Stored items:
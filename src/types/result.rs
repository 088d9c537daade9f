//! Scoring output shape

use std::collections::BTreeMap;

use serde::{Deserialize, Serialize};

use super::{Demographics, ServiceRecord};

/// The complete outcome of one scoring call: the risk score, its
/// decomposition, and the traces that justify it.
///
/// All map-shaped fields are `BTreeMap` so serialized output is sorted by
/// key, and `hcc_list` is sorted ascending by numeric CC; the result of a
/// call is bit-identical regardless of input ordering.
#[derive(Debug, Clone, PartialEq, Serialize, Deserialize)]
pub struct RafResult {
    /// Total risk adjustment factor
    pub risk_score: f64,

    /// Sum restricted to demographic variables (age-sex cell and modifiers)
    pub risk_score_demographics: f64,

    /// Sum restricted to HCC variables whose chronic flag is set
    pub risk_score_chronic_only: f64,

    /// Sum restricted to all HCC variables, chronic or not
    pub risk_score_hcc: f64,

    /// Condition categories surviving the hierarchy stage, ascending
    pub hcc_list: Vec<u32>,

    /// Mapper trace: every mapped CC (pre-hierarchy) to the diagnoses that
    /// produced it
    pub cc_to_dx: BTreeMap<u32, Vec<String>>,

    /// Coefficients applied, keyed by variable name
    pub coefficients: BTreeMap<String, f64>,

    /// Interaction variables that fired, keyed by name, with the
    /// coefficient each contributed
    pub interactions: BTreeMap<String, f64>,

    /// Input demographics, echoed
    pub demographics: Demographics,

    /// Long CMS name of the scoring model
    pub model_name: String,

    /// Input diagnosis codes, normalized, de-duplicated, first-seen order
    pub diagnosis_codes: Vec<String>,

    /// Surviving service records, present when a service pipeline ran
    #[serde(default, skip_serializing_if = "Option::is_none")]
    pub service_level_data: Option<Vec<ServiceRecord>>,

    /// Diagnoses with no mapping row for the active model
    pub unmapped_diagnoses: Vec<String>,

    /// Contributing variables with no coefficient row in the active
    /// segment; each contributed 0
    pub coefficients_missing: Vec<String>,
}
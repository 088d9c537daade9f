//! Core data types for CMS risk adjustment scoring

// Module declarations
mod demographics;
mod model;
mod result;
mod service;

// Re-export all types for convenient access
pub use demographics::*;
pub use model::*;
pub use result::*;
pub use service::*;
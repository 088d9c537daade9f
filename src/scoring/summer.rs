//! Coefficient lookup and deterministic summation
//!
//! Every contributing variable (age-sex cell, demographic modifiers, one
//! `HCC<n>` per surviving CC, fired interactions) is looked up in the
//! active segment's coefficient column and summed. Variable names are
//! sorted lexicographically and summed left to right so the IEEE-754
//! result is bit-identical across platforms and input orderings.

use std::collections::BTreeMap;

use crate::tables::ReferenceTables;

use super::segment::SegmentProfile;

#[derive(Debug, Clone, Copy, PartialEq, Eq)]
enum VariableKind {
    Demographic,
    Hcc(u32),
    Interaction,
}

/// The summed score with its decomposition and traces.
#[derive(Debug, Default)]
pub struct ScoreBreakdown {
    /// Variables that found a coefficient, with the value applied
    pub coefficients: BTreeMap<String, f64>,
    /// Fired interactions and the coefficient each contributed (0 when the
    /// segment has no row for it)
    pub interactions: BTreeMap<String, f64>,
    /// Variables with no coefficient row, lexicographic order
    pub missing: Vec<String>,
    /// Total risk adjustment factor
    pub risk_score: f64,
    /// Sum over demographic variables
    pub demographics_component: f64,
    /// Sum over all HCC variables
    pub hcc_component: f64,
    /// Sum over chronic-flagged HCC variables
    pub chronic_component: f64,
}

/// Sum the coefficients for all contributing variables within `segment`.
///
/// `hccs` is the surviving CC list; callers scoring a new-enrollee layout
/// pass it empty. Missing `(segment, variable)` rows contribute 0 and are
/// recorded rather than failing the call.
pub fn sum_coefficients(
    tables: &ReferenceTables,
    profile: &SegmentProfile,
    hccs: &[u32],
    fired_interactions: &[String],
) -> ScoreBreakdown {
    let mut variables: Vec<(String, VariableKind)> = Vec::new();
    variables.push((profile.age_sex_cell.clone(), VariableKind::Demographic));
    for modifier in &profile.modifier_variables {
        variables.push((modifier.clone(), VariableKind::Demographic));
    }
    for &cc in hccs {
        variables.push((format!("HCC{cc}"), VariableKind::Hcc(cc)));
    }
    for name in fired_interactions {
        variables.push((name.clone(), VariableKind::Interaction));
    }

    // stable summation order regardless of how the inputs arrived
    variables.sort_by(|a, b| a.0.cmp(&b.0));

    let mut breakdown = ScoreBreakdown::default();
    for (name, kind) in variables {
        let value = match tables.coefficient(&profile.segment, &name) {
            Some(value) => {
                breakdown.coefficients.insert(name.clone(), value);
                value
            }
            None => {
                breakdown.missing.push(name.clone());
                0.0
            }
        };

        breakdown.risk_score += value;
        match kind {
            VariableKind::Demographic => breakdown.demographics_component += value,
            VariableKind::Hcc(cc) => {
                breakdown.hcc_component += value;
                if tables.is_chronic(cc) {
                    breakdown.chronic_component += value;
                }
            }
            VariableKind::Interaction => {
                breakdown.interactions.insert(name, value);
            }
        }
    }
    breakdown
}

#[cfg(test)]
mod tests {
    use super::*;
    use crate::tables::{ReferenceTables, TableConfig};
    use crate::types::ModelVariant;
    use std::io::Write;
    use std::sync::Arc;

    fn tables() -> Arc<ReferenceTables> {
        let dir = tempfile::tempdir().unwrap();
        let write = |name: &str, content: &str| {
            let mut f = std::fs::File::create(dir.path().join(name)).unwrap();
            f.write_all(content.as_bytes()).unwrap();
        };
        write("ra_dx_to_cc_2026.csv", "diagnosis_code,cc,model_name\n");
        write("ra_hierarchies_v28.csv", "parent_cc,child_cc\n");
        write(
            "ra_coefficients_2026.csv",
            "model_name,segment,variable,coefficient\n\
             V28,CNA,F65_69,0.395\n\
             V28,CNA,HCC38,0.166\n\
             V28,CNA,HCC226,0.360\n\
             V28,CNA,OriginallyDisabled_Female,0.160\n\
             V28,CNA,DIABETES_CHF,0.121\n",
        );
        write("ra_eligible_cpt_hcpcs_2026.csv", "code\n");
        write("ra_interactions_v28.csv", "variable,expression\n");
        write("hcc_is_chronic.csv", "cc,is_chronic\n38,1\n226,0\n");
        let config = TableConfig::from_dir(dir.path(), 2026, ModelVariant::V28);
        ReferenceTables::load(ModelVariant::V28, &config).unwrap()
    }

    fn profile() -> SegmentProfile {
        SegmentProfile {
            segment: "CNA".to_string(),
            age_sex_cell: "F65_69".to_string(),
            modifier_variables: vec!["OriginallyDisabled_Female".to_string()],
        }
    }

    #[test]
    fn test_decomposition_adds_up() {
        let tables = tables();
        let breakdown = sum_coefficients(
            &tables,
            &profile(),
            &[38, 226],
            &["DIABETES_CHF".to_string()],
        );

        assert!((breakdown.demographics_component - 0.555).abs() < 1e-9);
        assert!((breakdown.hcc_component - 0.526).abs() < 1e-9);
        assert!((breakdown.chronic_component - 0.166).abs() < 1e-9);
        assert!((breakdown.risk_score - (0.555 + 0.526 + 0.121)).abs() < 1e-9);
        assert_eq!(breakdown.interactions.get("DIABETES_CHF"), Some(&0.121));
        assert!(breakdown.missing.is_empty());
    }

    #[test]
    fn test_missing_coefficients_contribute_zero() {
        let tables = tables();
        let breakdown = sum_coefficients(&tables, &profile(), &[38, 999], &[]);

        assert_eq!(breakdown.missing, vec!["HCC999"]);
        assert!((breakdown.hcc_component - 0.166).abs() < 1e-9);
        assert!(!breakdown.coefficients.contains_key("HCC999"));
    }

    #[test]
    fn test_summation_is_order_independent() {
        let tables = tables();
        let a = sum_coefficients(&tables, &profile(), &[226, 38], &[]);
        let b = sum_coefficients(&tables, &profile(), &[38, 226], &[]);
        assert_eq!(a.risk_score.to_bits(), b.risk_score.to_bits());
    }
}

Exercise instructions: Look above for the line with "pub use model::*;" and the line with "demographic modifiers, one", and reproduce exactly those two lines plus every line between, nothing more.

Reply:
pub use model::*;
pub use result::*;
pub use service::*;
repository 088d9c537daade9f
filename src/scoring/summer.rs
//! Coefficient lookup and deterministic summation
//!
//! Every contributing variable (age-sex cell, demographic modifiers, one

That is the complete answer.